La descarga de excitación que me derretía hasta los huesos, a causa de la intrusión de tu mano entre mis pantalones y la ropa interior que llevaba, me provocó tomar una gran exhalación de anhelo. Su compañera se entretenía arañando mis lumbares, pero tu boca era más inteligente: comenzó una expedición desde el borde de mi oreja hasta la curva que tenía mi escote, sin olvidarse de apretar los dientes por la clavícula y de manera más delicada por el hueco que separaba mis pechos. Tal era la excitación que evocabas que terminé por introducirte yo misma la mano en el interior de mis bragas para sentirte de una vez por todas. Tras unos instantes que parecieron una eternidad, uno de tus dedos se encontraba entre mis labios inferiores, un quejido se ahogó a medio camino de mi laringe, y mis manos encontraron refugio en la jungla que formaba tu cabello y tu espalda. Un breve silencio acompañó los instantes siguientes, hasta que a causa de un segundo dedo, no pude articular palabra. Creo que podías escuchar mis latidos desde tan abajo. No podía ni tan siquiera tragar saliva, pero el único pensamiento que se cruzaba por mi mente era que no se te ocurriese parar. El instinto nos llevó por mal camino, pero no era el equivocado. El anhelo de sentirte muy adentro era más fuerte que cualquier otra sensación en ese instante. Tan sólo importaba la sensación que estábamos experimentando, la incontenible pero a la vez aterradora necesidad de deseo que vibraba por todo mi ser, siendo más irracional de lo que habría pensado. Exhalabas gruñidos de desazón, mientras cerrabas más y más tu mano sobre la uve de mis muslos. Los nervios hablaban por sí mismos.

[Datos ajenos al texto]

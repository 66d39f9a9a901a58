//! External collaborator seams for feature emission
//!
//! The core hands schema changes and completed features to a
//! [`FeatureStore`] and resolves geometry back-references through a
//! [`GeometryResolver`]. [`MemoryFeatureStore`] is a reference in-memory
//! implementation used by the tests and available to hosts that do not need
//! persistence.

use std::collections::HashMap;

use crate::inference::{FieldDefinition, IngestError, PropertyType};
use crate::models::{Feature, FeatureId, Geometry};

/// Resolves an opaque geometry content index to a geometry
pub trait GeometryResolver {
    /// The geometry marked with this content index, if any
    fn resolve_by_content_index(&self, content_index: i64) -> Option<Geometry>;
}

/// A resolver over a prepared content-index map
impl GeometryResolver for HashMap<i64, Geometry> {
    fn resolve_by_content_index(&self, content_index: i64) -> Option<Geometry> {
        self.get(&content_index).cloned()
    }
}

/// Tabular store receiving the inferred schema and the emitted features.
///
/// Field indexes follow the registry's first-seen order; `alter_field_type`
/// is only ever called with a type at least as general as the current one.
pub trait FeatureStore {
    /// Declare a new field at the end of the schema
    fn create_field(&mut self, definition: &FieldDefinition) -> Result<(), IngestError>;

    /// Widen an existing field's declared type
    fn alter_field_type(
        &mut self,
        field_index: usize,
        new_type: PropertyType,
    ) -> Result<(), IngestError>;

    /// Persist a completed feature, returning its assigned id
    fn commit_feature(&mut self, feature: Feature) -> Result<FeatureId, IngestError>;
}

/// In-memory reference implementation of [`FeatureStore`]
#[derive(Debug, Clone, Default)]
pub struct MemoryFeatureStore {
    fields: Vec<FieldDefinition>,
    features: Vec<Feature>,
}

impl MemoryFeatureStore {
    /// Create an empty store
    pub fn new() -> Self {
        Self::default()
    }

    /// Declared fields in creation order
    pub fn fields(&self) -> &[FieldDefinition] {
        &self.fields
    }

    /// Committed features in commit order
    pub fn features(&self) -> &[Feature] {
        &self.features
    }

    /// Number of committed features
    pub fn len(&self) -> usize {
        self.features.len()
    }

    /// Whether no features have been committed
    pub fn is_empty(&self) -> bool {
        self.features.is_empty()
    }
}

impl FeatureStore for MemoryFeatureStore {
    fn create_field(&mut self, definition: &FieldDefinition) -> Result<(), IngestError> {
        self.fields.push(definition.clone());
        Ok(())
    }

    fn alter_field_type(
        &mut self,
        field_index: usize,
        new_type: PropertyType,
    ) -> Result<(), IngestError> {
        let field = self
            .fields
            .get_mut(field_index)
            .ok_or_else(|| IngestError::StoreRejection {
                operation: "alter_field_type",
                message: format!("no field at index {field_index}"),
            })?;
        field.ty = new_type;
        Ok(())
    }

    fn commit_feature(&mut self, feature: Feature) -> Result<FeatureId, IngestError> {
        self.features.push(feature);
        Ok(self.features.len() as FeatureId - 1)
    }
}

#[cfg(test)]
mod tests {
    use super::*;
    use crate::models::ScalarValue;

    #[test]
    fn test_memory_store_assigns_sequential_ids() {
        let mut store = MemoryFeatureStore::new();
        store
            .create_field(&FieldDefinition::new("x", PropertyType::Integer))
            .unwrap();

        let mut feature = Feature::new();
        feature.set_value(0, ScalarValue::Integer(1));
        assert_eq!(store.commit_feature(feature).unwrap(), 0);
        assert_eq!(store.commit_feature(Feature::new()).unwrap(), 1);
        assert_eq!(store.len(), 2);
    }

    #[test]
    fn test_memory_store_rejects_unknown_field_index() {
        let mut store = MemoryFeatureStore::new();
        assert!(matches!(
            store.alter_field_type(0, PropertyType::String),
            Err(IngestError::StoreRejection { .. })
        ));
    }

    #[test]
    fn test_map_resolver() {
        let mut geometries = HashMap::new();
        geometries.insert(4, Geometry::new(crate::models::GeometryType::Point));
        assert!(geometries.resolve_by_content_index(4).is_some());
        assert!(geometries.resolve_by_content_index(5).is_none());
    }
}
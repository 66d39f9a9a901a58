//! Structured-record adapter for JSON documents
//!
//! Hosts that read dictionary-shaped records out of a parsed document hand
//! them to the materializer as [`StructuredRecord`]s. This adapter covers
//! the common case of records already decoded into `serde_json` values.

use serde_json::Value;

use crate::inference::IngestError;
use crate::models::{ScalarValue, StructuredRecord};

/// Build a structured record from a JSON object.
///
/// Scalar members map onto their declared kinds (booleans become their
/// lowercase text form, matching how boolean attributes surface on the
/// structured path). Null, array and object members carry no scalar value
/// and are skipped. A non-object document is a malformed record.
pub fn structured_record_from_json(
    value: &Value,
    geometry_ref: Option<i64>,
) -> Result<StructuredRecord, IngestError> {
    let object = value.as_object().ok_or_else(|| {
        IngestError::MalformedRecord(format!("expected object, found {}", value_type_name(value)))
    })?;

    let mut record = StructuredRecord::new();
    record.geometry_ref = geometry_ref;

    for (name, member) in object {
        match member {
            Value::Number(n) => {
                if let Some(i) = n.as_i64() {
                    record.push(name, ScalarValue::Integer(i));
                } else if let Some(f) = n.as_f64() {
                    record.push(name, ScalarValue::Real(f));
                }
            }
            Value::String(s) => record.push(name, ScalarValue::Text(s.clone())),
            Value::Bool(b) => record.push(name, ScalarValue::Text(b.to_string())),
            Value::Null | Value::Array(_) | Value::Object(_) => {
                tracing::debug!(attribute = %name, "skipping non-scalar attribute");
            }
        }
    }

    Ok(record)
}

fn value_type_name(value: &Value) -> &'static str {
    match value {
        Value::Null => "null",
        Value::Bool(_) => "boolean",
        Value::Number(_) => "number",
        Value::String(_) => "string",
        Value::Array(_) => "array",
        Value::Object(_) => "object",
    }
}
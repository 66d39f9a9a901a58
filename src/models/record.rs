//! Record and feature value types

use serde::{Deserialize, Serialize};

use super::geometry::Geometry;

/// Identifier assigned by the external store when a feature is committed
pub type FeatureId = u64;

/// An already-typed scalar attribute value from a structured record
#[derive(Debug, Clone, PartialEq, Serialize, Deserialize)]
#[serde(rename_all = "camelCase")]
pub enum ScalarValue {
    Integer(i64),
    Real(f64),
    Text(String),
}

impl ScalarValue {
    /// Render the value as text, for fields that widened to a string type.
    ///
    /// Reals use the shortest representation that round-trips.
    pub fn to_text(&self) -> String {
        match self {
            ScalarValue::Integer(v) => v.to_string(),
            ScalarValue::Real(v) => v.to_string(),
            ScalarValue::Text(s) => s.clone(),
        }
    }
}

/// One structured record: ordered attribute pairs plus an optional opaque
/// geometry content index resolved by the external geometry resolver.
#[derive(Debug, Clone, Default, PartialEq, Serialize, Deserialize)]
#[serde(rename_all = "camelCase")]
pub struct StructuredRecord {
    /// Attribute pairs in document order
    pub attributes: Vec<(String, ScalarValue)>,
    /// Content index of the record's geometry, if any
    #[serde(skip_serializing_if = "Option::is_none")]
    pub geometry_ref: Option<i64>,
}

impl StructuredRecord {
    /// Create an empty record
    pub fn new() -> Self {
        Self::default()
    }

    /// Append an attribute pair
    pub fn push(&mut self, name: impl Into<String>, value: ScalarValue) {
        self.attributes.push((name.into(), value));
    }

    /// Set the geometry content index
    pub fn with_geometry_ref(mut self, content_index: i64) -> Self {
        self.geometry_ref = Some(content_index);
        self
    }
}

/// One occurrence of a named text property with its raw sub-values.
///
/// Ephemeral: consumed by the inference step and not retained.
#[derive(Debug, Clone, PartialEq)]
pub struct RawProperty {
    /// Property name
    pub name: String,
    /// Raw sub-values in document order; empty strings are legal and carry
    /// no type information
    pub values: Vec<String>,
}

impl RawProperty {
    /// Create a property occurrence from its name and sub-values
    pub fn new(name: impl Into<String>, values: Vec<String>) -> Self {
        Self {
            name: name.into(),
            values,
        }
    }
}

/// A transient feature built during emission and handed to the store.
///
/// The core drops the feature after commit; it keeps no ownership of
/// persisted data.
#[derive(Debug, Clone, Default, PartialEq)]
pub struct Feature {
    values: Vec<(usize, ScalarValue)>,
    geometry: Option<Geometry>,
}

impl Feature {
    /// Create an empty feature
    pub fn new() -> Self {
        Self::default()
    }

    /// Write a value for a field index.
    ///
    /// Writing the same index again replaces the earlier value; a feature
    /// holds at most one value per field.
    pub fn set_value(&mut self, field_index: usize, value: ScalarValue) {
        if let Some((_, existing)) = self
            .values
            .iter_mut()
            .find(|(index, _)| *index == field_index)
        {
            *existing = value;
        } else {
            self.values.push((field_index, value));
        }
    }

    /// Attach a geometry
    pub fn set_geometry(&mut self, geometry: Geometry) {
        self.geometry = Some(geometry);
    }

    /// Field values in write order
    pub fn values(&self) -> &[(usize, ScalarValue)] {
        &self.values
    }

    /// Value written for a field index, if any
    pub fn value(&self, field_index: usize) -> Option<&ScalarValue> {
        self.values
            .iter()
            .find(|(index, _)| *index == field_index)
            .map(|(_, value)| value)
    }

    /// The attached geometry, if any
    pub fn geometry(&self) -> Option<&Geometry> {
        self.geometry.as_ref()
    }
}
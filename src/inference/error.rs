//! Error types for record ingestion
//!
//! Malformed records are skippable at the batch level; store rejections are
//! fatal for the record that triggered them, with no retry. The lattice,
//! the pairwise merger and the consistency trackers are total functions and
//! have no error paths. An unresolvable geometry content index is not an
//! error either: the resolver returns `None` and the feature is emitted
//! without geometry.

use thiserror::Error;

/// Errors that can occur during record ingestion
#[derive(Error, Debug, Clone)]
pub enum IngestError {
    /// Record lacks the expected shape; skip and continue
    #[error("malformed record: {0}")]
    MalformedRecord(String),

    /// A field with this name already exists; callers must look up first
    #[error("field \"{name}\" already exists")]
    DuplicateField { name: String },

    /// Field index outside the registry
    #[error("field index {index} out of range ({len} fields)")]
    FieldIndexOutOfRange { index: usize, len: usize },

    /// The external store refused an operation; fatal for this record
    #[error("feature store rejected {operation}: {message}")]
    StoreRejection {
        operation: &'static str,
        message: String,
    },
}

Tu índice terminó imponiéndose a mis exigencias y subió levemente sus coordenadas, llegando a rozar mi clítoris y tensar mis músculos de forma rígida. Un diminuto grito se me escapó por entre los labios,  y alerta del público que podría llegar a entrar a los baños, tu mano libre se abalanzó sobre mi boca, tapándola, y haciendo que la tuya mientras jugase con mi cuello a base de mordiscos. Estaba siendo consumida salvajemente por ti, tan deprisa que a mi cerebro no le daba tiempo a formar ninguna palabra. La vertiginosidad de la situación se tensaba en excitación, me abrasabas más por dentro y el ansia era mayor. Tu fuerza aumentó implacablemente, tus besos se pasearon por mi cuello desnudo y con el tercer mordisco mis manos se aferraron a tu cabello, presionándote lo más fuerte posible contra mi cuerpo para cortar los sonidos que se deslizaban entre mis labios. El placer había sobrepasado mis expectativas, con una cálida sensación que reposaba en todo mi ser.


Dejé de apretar tu piel contra la mía, para dejar espacio a las caricias, a las miradas vergonzosas y sonrisas estúpidas. No hicieron falta palabras, porque con nuestro cuerpo ya lo habíamos dicho todo.